[What you have to do] Locate the string "Debug" throughout the material and copy every line in which it occurs.

|---|

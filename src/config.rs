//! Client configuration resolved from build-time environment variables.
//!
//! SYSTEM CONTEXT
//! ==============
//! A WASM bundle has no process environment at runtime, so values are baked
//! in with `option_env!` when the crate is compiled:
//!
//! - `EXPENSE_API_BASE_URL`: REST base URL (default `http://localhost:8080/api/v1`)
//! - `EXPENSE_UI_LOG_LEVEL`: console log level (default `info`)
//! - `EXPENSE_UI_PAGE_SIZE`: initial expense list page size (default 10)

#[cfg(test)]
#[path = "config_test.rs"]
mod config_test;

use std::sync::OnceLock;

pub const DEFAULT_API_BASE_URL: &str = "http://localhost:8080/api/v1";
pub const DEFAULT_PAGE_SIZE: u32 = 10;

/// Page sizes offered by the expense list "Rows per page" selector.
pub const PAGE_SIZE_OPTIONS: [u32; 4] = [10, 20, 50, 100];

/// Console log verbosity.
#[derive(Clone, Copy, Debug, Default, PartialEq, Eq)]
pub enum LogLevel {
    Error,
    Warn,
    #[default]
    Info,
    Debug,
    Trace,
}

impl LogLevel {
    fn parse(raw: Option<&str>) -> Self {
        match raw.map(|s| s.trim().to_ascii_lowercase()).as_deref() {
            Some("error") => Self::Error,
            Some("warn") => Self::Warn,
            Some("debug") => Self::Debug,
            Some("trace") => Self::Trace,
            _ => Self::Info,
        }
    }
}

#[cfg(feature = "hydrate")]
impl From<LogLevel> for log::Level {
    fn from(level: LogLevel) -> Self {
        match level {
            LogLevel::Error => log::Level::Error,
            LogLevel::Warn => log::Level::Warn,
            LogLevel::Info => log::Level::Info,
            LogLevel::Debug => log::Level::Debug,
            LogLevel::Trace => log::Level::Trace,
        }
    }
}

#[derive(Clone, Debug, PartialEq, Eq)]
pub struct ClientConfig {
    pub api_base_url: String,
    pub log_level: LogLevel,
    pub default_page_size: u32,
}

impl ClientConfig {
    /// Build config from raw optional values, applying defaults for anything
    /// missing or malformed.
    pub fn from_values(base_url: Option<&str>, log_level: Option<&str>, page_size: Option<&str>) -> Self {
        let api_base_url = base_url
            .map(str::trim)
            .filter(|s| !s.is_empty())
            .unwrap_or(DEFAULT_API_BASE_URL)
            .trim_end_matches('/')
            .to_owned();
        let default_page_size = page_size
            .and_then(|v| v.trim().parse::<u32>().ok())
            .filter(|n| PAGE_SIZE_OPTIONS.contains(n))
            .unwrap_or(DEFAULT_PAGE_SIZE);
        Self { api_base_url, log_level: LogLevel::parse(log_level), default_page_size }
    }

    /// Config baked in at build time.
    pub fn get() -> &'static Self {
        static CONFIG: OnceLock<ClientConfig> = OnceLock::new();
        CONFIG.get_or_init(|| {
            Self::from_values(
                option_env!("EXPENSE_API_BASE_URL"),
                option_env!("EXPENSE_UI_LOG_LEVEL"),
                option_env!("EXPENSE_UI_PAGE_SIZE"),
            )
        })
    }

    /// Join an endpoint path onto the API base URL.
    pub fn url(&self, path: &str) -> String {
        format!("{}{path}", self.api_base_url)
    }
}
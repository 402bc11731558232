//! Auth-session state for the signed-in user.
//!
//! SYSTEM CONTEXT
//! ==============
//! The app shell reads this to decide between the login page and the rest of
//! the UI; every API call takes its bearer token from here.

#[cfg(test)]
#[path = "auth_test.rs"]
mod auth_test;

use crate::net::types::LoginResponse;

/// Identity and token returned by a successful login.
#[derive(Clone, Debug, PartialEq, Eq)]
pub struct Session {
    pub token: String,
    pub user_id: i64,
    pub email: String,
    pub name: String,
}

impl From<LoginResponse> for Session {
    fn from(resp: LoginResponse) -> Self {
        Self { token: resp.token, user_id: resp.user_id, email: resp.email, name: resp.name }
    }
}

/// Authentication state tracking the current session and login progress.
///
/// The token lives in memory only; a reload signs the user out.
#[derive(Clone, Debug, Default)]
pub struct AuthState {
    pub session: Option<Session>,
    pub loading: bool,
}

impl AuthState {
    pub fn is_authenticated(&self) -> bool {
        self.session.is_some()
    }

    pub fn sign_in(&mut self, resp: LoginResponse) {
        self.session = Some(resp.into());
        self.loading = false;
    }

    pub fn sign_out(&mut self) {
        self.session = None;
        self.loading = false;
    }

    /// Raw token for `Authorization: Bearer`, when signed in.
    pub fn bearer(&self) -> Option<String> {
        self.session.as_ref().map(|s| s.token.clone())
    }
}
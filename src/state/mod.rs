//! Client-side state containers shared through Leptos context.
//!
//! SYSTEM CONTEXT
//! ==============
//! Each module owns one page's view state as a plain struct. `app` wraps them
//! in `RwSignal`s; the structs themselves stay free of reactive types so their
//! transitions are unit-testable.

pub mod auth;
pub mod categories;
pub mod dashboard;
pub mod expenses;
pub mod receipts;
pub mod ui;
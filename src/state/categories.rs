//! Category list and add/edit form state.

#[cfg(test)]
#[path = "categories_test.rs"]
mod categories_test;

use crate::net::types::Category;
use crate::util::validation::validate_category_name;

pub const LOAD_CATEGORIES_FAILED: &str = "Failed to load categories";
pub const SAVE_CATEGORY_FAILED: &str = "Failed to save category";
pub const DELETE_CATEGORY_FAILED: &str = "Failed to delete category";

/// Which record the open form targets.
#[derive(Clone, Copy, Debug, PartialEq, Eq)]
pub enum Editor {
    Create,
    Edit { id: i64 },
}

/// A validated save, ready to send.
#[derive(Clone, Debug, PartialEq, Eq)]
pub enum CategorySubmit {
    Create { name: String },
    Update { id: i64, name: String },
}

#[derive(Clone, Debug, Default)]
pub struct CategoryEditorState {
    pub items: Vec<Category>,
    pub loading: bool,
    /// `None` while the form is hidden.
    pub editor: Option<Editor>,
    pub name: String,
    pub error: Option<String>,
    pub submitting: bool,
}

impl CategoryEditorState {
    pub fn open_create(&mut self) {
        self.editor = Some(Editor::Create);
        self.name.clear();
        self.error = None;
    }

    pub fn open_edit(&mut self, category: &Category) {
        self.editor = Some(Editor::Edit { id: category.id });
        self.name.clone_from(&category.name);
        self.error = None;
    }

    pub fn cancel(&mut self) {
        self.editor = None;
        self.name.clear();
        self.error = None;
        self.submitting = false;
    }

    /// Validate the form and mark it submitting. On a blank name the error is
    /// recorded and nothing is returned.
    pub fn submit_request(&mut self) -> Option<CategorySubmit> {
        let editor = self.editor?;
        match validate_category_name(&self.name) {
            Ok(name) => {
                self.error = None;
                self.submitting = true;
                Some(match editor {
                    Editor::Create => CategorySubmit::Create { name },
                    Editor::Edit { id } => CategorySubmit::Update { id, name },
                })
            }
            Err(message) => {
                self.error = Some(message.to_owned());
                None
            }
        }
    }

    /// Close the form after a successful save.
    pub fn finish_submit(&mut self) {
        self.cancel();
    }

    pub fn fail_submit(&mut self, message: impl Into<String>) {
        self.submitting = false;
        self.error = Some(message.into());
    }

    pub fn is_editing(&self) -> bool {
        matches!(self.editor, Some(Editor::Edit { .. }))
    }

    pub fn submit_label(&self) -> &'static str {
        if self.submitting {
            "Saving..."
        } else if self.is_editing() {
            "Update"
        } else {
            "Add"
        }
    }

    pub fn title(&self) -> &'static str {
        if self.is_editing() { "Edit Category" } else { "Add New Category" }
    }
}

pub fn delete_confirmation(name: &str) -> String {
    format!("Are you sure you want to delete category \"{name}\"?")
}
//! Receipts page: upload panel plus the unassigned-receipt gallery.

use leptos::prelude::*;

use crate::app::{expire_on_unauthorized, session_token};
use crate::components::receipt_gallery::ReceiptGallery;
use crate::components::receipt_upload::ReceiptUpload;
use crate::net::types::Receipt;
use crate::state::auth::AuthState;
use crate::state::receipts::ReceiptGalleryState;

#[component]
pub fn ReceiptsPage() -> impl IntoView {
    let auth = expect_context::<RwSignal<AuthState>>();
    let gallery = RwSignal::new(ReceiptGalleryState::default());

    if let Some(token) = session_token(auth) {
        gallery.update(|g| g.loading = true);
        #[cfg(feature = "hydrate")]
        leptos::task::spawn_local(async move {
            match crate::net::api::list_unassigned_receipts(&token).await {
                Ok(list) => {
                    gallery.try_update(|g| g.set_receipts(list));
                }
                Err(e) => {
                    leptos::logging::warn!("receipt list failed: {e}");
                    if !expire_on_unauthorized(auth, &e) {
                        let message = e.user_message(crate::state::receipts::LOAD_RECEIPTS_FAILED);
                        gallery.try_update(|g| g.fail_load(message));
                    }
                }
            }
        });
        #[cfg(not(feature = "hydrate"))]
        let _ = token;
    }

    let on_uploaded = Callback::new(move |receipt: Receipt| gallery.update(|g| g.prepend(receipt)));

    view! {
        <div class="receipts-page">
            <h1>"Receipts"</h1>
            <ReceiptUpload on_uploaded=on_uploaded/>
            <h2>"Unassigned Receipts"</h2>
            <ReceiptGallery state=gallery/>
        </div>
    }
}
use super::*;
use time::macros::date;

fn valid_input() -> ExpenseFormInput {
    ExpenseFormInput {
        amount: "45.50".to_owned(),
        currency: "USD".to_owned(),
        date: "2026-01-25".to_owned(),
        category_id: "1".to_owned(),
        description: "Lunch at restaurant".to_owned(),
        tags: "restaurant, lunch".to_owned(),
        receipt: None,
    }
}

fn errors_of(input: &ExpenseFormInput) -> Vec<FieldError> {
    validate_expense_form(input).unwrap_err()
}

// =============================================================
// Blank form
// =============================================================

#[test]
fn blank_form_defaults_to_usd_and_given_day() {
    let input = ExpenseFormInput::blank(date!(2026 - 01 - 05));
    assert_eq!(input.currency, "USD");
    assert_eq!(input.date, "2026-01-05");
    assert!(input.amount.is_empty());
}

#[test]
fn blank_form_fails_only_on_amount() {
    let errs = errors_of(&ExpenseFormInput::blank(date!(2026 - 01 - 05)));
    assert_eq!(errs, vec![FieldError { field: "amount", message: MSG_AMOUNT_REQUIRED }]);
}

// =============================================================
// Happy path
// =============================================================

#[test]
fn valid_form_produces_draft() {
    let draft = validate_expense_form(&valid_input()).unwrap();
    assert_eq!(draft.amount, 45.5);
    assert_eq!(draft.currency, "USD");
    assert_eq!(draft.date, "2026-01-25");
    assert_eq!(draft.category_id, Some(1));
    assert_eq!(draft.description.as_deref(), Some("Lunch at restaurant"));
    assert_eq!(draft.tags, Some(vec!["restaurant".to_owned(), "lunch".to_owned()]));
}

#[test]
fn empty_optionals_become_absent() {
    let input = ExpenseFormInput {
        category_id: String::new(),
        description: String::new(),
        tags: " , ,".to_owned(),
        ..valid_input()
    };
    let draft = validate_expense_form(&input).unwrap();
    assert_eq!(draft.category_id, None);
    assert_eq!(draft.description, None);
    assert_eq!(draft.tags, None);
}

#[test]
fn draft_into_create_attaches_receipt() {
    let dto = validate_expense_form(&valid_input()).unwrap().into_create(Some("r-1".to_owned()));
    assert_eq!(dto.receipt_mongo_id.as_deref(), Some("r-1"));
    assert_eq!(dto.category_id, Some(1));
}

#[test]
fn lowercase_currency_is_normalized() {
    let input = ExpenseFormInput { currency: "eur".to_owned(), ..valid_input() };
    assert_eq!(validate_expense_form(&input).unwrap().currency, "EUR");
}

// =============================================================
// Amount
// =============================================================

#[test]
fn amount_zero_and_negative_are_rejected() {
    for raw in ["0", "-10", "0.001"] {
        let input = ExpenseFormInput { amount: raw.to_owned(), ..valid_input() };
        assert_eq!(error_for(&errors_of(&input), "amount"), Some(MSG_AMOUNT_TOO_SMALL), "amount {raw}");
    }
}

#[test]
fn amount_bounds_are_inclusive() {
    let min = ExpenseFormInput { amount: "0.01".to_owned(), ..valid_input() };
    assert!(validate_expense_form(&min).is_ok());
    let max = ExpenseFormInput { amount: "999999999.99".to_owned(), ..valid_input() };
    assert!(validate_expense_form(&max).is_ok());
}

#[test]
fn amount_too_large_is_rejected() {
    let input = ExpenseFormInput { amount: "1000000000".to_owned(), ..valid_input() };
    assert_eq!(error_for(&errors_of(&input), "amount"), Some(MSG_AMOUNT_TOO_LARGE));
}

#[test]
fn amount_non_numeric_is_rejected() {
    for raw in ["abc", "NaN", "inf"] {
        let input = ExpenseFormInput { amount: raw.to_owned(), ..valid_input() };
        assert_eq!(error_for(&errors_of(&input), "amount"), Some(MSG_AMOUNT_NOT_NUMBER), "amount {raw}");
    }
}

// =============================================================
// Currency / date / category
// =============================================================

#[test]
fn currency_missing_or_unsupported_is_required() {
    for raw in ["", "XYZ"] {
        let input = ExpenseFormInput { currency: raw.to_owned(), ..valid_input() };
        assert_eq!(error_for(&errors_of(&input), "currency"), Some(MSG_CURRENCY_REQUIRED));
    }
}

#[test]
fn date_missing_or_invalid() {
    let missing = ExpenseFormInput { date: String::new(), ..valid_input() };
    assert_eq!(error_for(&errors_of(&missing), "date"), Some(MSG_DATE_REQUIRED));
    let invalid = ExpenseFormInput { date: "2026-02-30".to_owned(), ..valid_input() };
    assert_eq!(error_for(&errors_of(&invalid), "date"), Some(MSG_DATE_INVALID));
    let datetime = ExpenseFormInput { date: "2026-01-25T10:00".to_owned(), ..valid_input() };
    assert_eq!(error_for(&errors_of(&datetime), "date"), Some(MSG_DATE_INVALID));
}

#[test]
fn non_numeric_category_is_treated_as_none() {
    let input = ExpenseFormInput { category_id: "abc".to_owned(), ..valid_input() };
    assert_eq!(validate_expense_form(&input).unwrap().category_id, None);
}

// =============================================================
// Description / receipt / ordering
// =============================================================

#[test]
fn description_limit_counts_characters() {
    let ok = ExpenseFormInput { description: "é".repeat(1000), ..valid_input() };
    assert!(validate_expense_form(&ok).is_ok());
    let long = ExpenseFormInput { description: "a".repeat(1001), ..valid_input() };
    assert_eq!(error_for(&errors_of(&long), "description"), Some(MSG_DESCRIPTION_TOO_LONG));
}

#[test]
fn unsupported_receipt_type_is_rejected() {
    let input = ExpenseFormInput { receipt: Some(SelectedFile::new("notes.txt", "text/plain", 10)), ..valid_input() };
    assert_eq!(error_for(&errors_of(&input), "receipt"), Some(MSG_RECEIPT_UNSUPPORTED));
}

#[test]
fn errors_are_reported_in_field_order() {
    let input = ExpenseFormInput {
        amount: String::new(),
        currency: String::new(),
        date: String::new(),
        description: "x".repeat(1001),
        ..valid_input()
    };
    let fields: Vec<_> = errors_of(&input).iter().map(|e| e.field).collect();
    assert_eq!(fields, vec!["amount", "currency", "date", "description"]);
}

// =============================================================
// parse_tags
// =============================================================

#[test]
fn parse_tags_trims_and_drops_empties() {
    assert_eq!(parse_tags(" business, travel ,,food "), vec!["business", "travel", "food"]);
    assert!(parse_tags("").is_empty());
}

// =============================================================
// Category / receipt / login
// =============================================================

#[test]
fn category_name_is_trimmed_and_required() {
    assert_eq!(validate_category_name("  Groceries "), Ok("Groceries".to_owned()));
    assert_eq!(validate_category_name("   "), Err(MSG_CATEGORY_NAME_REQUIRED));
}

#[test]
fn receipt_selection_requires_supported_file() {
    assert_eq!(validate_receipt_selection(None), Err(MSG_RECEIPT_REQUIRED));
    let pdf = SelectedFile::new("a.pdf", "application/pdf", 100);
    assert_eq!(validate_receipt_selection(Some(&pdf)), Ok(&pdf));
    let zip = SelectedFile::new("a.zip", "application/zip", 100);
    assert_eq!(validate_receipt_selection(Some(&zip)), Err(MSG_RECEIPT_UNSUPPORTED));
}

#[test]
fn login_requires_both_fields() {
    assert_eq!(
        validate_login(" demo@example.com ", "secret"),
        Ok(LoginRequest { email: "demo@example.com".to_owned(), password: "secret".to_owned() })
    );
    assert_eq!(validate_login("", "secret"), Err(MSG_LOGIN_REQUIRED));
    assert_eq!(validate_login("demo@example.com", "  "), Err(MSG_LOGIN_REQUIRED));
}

|---|

[Reply]
#[derive(Clone, Copy, Debug, Default, PartialEq, Eq)]
    Debug,
            Some("debug") => Self::Debug,
            LogLevel::Debug => log::Level::Debug,
#[derive(Clone, Debug, PartialEq, Eq)]
#[derive(Clone, Debug, PartialEq, Eq)]
#[derive(Clone, Debug, Default)]
#[derive(Clone, Copy, Debug, PartialEq, Eq)]
#[derive(Clone, Debug, PartialEq, Eq)]
#[derive(Clone, Debug, Default)]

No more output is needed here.